Colossians: Christ In All - Week 1


This week we want to share with you a devotion written by J.D. Walt entitled, “Did You Know You Are A Worship Leader?” J.D. Walt is the Executive Director of Seedbed.com. We hope this devotion encourages your faith.


COLOSSIANS 1:15–18 | The Son is the image of the invisible God, the firstborn over all creation. For in him all things were created: things in heaven and on earth, visible and invisible, whether thrones or powers or rulers or authorities; all things have been created through him and for him. He is before all things, and in him all things hold together. And he is the head of the body, the church; he is the beginning and the firstborn from among the dead, so that in everything he might have the supremacy.

Consider This

I am a worship leader. No, I don’t play guitar and lead songs, but I am a worship leader. You are too. It’s our highest calling and one that will never end. Our lives will be defined by our worship, and our worship will, for better or worse, lead the worship of others.

Some of you don’t know that I work for a seminary. Seedbed is a mission of Asbury Theological Seminary. Before I got involved with Seedbed, I served eleven years as the dean of the chapel on our Kentucky campus, which means I served as a pastor to hundreds of men and women preparing to serve the church.

A major part of the job involved designing and leading corporate worship for three different gatherings throughout the week—coming to about a thousand gatherings before we were done. Our main objective was to lift up as beautiful and big and bold a vision of Jesus as possible every single time. The inside joke was we approached Jesus in worship like we approached voting in Arkansas in the old days— early and often. How soon could we begin talking about Jesus? How quickly could we say his name? What stories could we tell about him? Every time he gets lifted up, he draws people to him.

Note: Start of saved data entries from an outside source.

#[macro_use]
mod macros;

// Access control
pub mod user;
pub mod role;
pub mod permission;
pub mod group;
pub mod audit;

// Fleet records
pub mod equipment;
pub mod logbook;

// Re-export commonly used types
pub use user::{User, NewUser, UpdateUser, UserDetails, UserProfile, UserStatus};
pub use role::{Role, NewRole, UpdateRole, RoleWithPermissions};
pub use permission::{Permission, NewPermission, RolePermission};
pub use group::{Group, NewGroup, UserGroup, GroupWithMembers, GroupMemberRef};
pub use audit::{AuditLog, CreateAuditLog, AuditLogBuilder};
pub use equipment::{
    Equipment, NewEquipment, UpdateEquipment,
    EquipmentType, EquipmentStatus, ConformityStatus,
};
pub use logbook::{
    LogbookEntry, NewLogbookEntry, UpdateLogbookEntry,
    LogbookAction, NewLogbookAction, VideoBookmark, NewVideoBookmark,
    EntryType, Priority, EntryStatus,
};

use std::collections::BTreeMap;

/// Error returned when parsing one of the string enums from user input.
#[derive(Debug, Clone, PartialEq, Eq)]
pub struct ParseEnumError {
    pub kind: &'static str,
    pub value: String,
}

impl std::fmt::Display for ParseEnumError {
    fn fmt(&self, f: &mut std::fmt::Formatter<'_>) -> std::fmt::Result {
        write!(f, "invalid {} value: {:?}", self.kind, self.value)
    }
}

impl std::error::Error for ParseEnumError {}

/// Field name -> human readable messages, as shown next to form inputs.
pub type FieldErrors = BTreeMap<String, Vec<String>>;

/// Flatten `validator` output into per-field messages.
///
/// Rules without an explicit `message` fall back to their code.
pub fn field_errors(errors: &validator::ValidationErrors) -> FieldErrors {
    errors
        .field_errors()
        .into_iter()
        .map(|(field, errs)| {
            let messages = errs
                .iter()
                .map(|e| {
                    e.message
                        .as_ref()
                        .map(|m| m.to_string())
                        .unwrap_or_else(|| e.code.to_string())
                })
                .collect();
            (field.to_string(), messages)
        })
        .collect()
}

/// Trim a required text field in place.
pub(crate) fn trim_in_place(value: &mut String) {
    let trimmed = value.trim();
    if trimmed.len() != value.len() {
        *value = trimmed.to_string();
    }
}

/// Trim an optional text field, turning blank input into `None`.
pub(crate) fn trim_optional(value: Option<String>) -> Option<String> {
    value.and_then(|v| {
        let trimmed = v.trim();
        if trimmed.is_empty() {
            None
        } else {
            Some(trimmed.to_string())
        }
    })
}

Here we are, only fifteen verses in, and Paul is casting an utterly stratospheric vision of the Son of God. He does this in all his letters: Jesus early and Jesus often. Check out the first few lines of it again:

The Son is the image of the invisible God, the firstborn over all creation. For in him all things were created: things in heaven and on earth, visible and invisible, whether thrones or powers or rulers or authorities; all things have been created through him and for him. He is before all things, and in him all things hold together. (vv. 15–17)

We must see Jesus. We were made to behold him. His life, not in general but in a thousand specific ways, must become our vision. His preexistence, preeminence, conception, birth, life, words, deeds, miracles, relationships, signs, sermons, parables, prayers, suffering, passion, death, burial, resurrection, ascension, return, and eternal reign must become our holy obsession. This is the message Paul offers the Colossians and the Colombians, the Americans and the Africans, and everyone else. We must see Jesus. We must fix our gaze upon him.

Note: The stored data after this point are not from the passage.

use crate::error::Result;
use async_trait::async_trait;
use chrono::{DateTime, Utc};
use sensicity_authz::{PermissionEvaluator, PermissionSet};
use sensicity_models::UserProfile;
use serde::{Deserialize, Serialize};
use std::path::{Path, PathBuf};
use tokio::sync::RwLock;
use uuid::Uuid;

/// An authenticated user and the permissions loaded for them.
///
/// The permission set is a snapshot: role changes made elsewhere are only
/// picked up by [`Session::refresh`].
#[derive(Debug, Clone, PartialEq)]
pub struct Session {
    user: UserProfile,
    permissions: PermissionSet,
    loaded_at: DateTime<Utc>,
}

impl Session {
    pub fn new(user: UserProfile, permissions: PermissionSet) -> Self {
        Self {
            user,
            permissions,
            loaded_at: Utc::now(),
        }
    }

    pub fn user(&self) -> &UserProfile {
        &self.user
    }

    pub fn user_id(&self) -> Uuid {
        self.user.id
    }

    pub fn permissions(&self) -> &PermissionSet {
        &self.permissions
    }

    pub fn loaded_at(&self) -> DateTime<Utc> {
        self.loaded_at
    }

    pub fn has_permission(&self, name: &str) -> bool {
        self.permissions.has(name)
    }

    pub fn has_any_permission(&self, names: &[&str]) -> bool {
        self.permissions.has_any(names)
    }

    pub fn has_all_permissions(&self, names: &[&str]) -> bool {
        self.permissions.has_all(names)
    }

    pub fn require(&self, name: &str) -> sensicity_authz::Result<()> {
        self.permissions.require(name)
    }

    /// Reload profile and permissions. On failure the previous snapshot is
    /// kept and the error returned.
    pub async fn refresh(&mut self, evaluator: &PermissionEvaluator) -> Result<()> {
        let (user, permissions) = evaluator.load_user(self.user.id).await?;
        self.user = user;
        self.permissions = permissions;
        self.loaded_at = Utc::now();
        Ok(())
    }

    pub fn mirror(&self) -> SessionMirror {
        SessionMirror {
            user_id: self.user.id,
            email: self.user.email.clone(),
            saved_at: Utc::now(),
        }
    }
}

/// What is persisted locally to restore a session: identity only, never
/// credentials or permissions.
#[derive(Debug, Clone, PartialEq, Serialize, Deserialize)]
pub struct SessionMirror {
    pub user_id: Uuid,
    pub email: String,
    pub saved_at: DateTime<Utc>,
}

/// Local persistence for the session mirror. Last writer wins.
#[async_trait]
pub trait SessionStore: Send + Sync {
    async fn load(&self) -> Result<Option<SessionMirror>>;
    async fn save(&self, mirror: &SessionMirror) -> Result<()>;
    async fn clear(&self) -> Result<()>;
}

/// JSON file holding a single mirror.
#[derive(Debug, Clone)]
pub struct FileSessionStore {
    path: PathBuf,
}

impl FileSessionStore {
    pub fn new(path: impl Into<PathBuf>) -> Self {
        Self { path: path.into() }
    }

    pub fn path(&self) -> &Path {
        &self.path
    }
}

#[async_trait]
impl SessionStore for FileSessionStore {
    async fn load(&self) -> Result<Option<SessionMirror>> {
        let bytes = match tokio::fs::read(&self.path).await {
            Ok(bytes) => bytes,
            Err(e) if e.kind() == std::io::ErrorKind::NotFound => return Ok(None),
            Err(e) => return Err(e.into()),
        };

        match serde_json::from_slice(&bytes) {
            Ok(mirror) => Ok(Some(mirror)),
            Err(e) => {
                tracing::warn!(path = %self.path.display(), error = %e, "Discarding unreadable session file");
                self.clear().await?;
                Ok(None)
            }
        }
    }

    async fn save(&self, mirror: &SessionMirror) -> Result<()> {
        if let Some(parent) = self.path.parent() {
            if !parent.as_os_str().is_empty() {
                tokio::fs::create_dir_all(parent).await?;
            }
        }
        let json = serde_json::to_vec_pretty(mirror)?;
        tokio::fs::write(&self.path, json).await?;
        Ok(())
    }

    async fn clear(&self) -> Result<()> {
        match tokio::fs::remove_file(&self.path).await {
            Ok(()) => Ok(()),
            Err(e) if e.kind() == std::io::ErrorKind::NotFound => Ok(()),
            Err(e) => Err(e.into()),
        }
    }
}

#[derive(Debug, Default)]
pub struct MemorySessionStore {
    mirror: RwLock<Option<SessionMirror>>,
}

impl MemorySessionStore {
    pub fn new() -> Self {
        Self::default()
    }
}

#[async_trait]
impl SessionStore for MemorySessionStore {
    async fn load(&self) -> Result<Option<SessionMirror>> {
        Ok(self.mirror.read().await.clone())
    }

    async fn save(&self, mirror: &SessionMirror) -> Result<()> {
        *self.mirror.write().await = Some(mirror.clone());
        Ok(())
    }

    async fn clear(&self) -> Result<()> {
        *self.mirror.write().await = None;
        Ok(())
    }
}

#[cfg(test)]
mod tests {
    use super::*;
    use sensicity_authz::{catalog, PermissionPolicy};
    use sensicity_database::{fixtures, DatabaseError, MemoryStore, RoleRepository, SharedStore};
    use std::sync::Arc;

    fn mirror() -> SessionMirror {
        SessionMirror {
            user_id: Uuid::new_v4(),
            email: "ops@sensicity.fr".to_string(),
            saved_at: Utc::now(),
        }
    }

    #[tokio::test]
    async fn test_file_store_roundtrip() {
        let dir = tempfile::tempdir().unwrap();
        let store = FileSessionStore::new(dir.path().join("nested").join("session.json"));

        assert!(store.load().await.unwrap().is_none());
        let saved = mirror();
        store.save(&saved).await.unwrap();
        assert_eq!(store.load().await.unwrap(), Some(saved));

        store.clear().await.unwrap();
        store.clear().await.unwrap();
        assert!(store.load().await.unwrap().is_none());
    }

    #[tokio::test]
    async fn test_file_store_discards_garbage() {
        let dir = tempfile::tempdir().unwrap();
        let path = dir.path().join("session.json");
        tokio::fs::write(&path, b"{not json").await.unwrap();

        let store = FileSessionStore::new(&path);
        assert!(store.load().await.unwrap().is_none());
        assert!(!path.exists());
    }

    #[tokio::test]
    async fn test_memory_store_last_writer_wins() {
        let store = MemorySessionStore::new();
        let first = mirror();
        let second = mirror();
        store.save(&first).await.unwrap();
        store.save(&second).await.unwrap();
        assert_eq!(store.load().await.unwrap(), Some(second));
    }

    #[tokio::test]
    async fn test_refresh_picks_up_role_changes() {
        let store = fixtures::memory_store();
        let role = fixtures::seed_role(&store, "Operator", &[catalog::LOGBOOK_READ])
            .await
            .unwrap();
        let user = fixtures::seed_user(&store, "op@sensicity.fr", Some(role.id), "x")
            .await
            .unwrap();
        let evaluator = PermissionEvaluator::new(store.clone(), PermissionPolicy::Strict);
        let (profile, perms) = evaluator.load_user(user.id).await.unwrap();
        let mut session = Session::new(profile, perms);

        let roles = RoleRepository::new(store);
        let create = roles
            .ensure_permission(
                &sensicity_models::NewPermission::from_name(catalog::LOGBOOK_CREATE, None).unwrap(),
            )
            .await
            .unwrap();
        roles.assign_permission(role.id, create.id).await.unwrap();

        // Stale until refreshed
        assert!(!session.has_permission(catalog::LOGBOOK_CREATE));
        session.refresh(&evaluator).await.unwrap();
        assert!(session.has_permission(catalog::LOGBOOK_CREATE));
        assert!(session.has_all_permissions(&[catalog::LOGBOOK_READ, catalog::LOGBOOK_CREATE]));
    }

    #[tokio::test]
    async fn test_failed_refresh_keeps_previous_set() {
        let memory = Arc::new(MemoryStore::new());
        let store: SharedStore = memory.clone();
        let role = fixtures::seed_role(&store, "Operator", &[catalog::LOGBOOK_READ])
            .await
            .unwrap();
        let user = fixtures::seed_user(&store, "op@sensicity.fr", Some(role.id), "x")
            .await
            .unwrap();
        let evaluator = PermissionEvaluator::new(store, PermissionPolicy::Strict);
        let (profile, perms) = evaluator.load_user(user.id).await.unwrap();
        let mut session = Session::new(profile, perms.clone());

        memory
            .fail_next(DatabaseError::ConnectionFailed("timeout".to_string()))
            .await;
        assert!(session.refresh(&evaluator).await.is_err());
        assert_eq!(session.permissions(), &perms);
        assert!(session.has_any_permission(&[catalog::LOGBOOK_READ]));
    }
}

Why is this so important? Because we become like what or whom we behold. We will behold someone or some- thing. That we will worship is a given. Whom or what we will worship is up for grabs. Because we are made in the image of God, and because Jesus is the image of God, and because we will not find our true selves until we find ourselves in him, we must see Jesus.

As his life becomes the source and substance of our lives, we become the people God imagined when he first imagined us. As we become those particular people, our lives (and, particularly, our relationships) lead his worship and others see the vision. Like it or not, we are worship leaders, you and me. Where are we leading those we seek to lead?

The Prayer

Abba Father, we thank you for your Son, Jesus, who leads us all in triumphal procession. He is the image of the invisible God; the firstborn over all creation; the Lamb of God, who takes away the sins of the world; the Alpha and Omega; the One who holds all things together, in whom we live and move and have our being. Open the eyes of our hearts to see him in all his lowliness and in all his exaltedness. We must see Jesus. We pray in Jesus’ name. Amen.

The Questions

  • How does today’s daily text both challenge and encourage you?

  • How will you “turn your eyes upon Jesus,” as the 1920s hymn encourages us to do? How will Jesus more and more become your vision?

  • What does a daily habit and practice of beholding Jesus look like for you? How can that grow? You will only grow as this grows.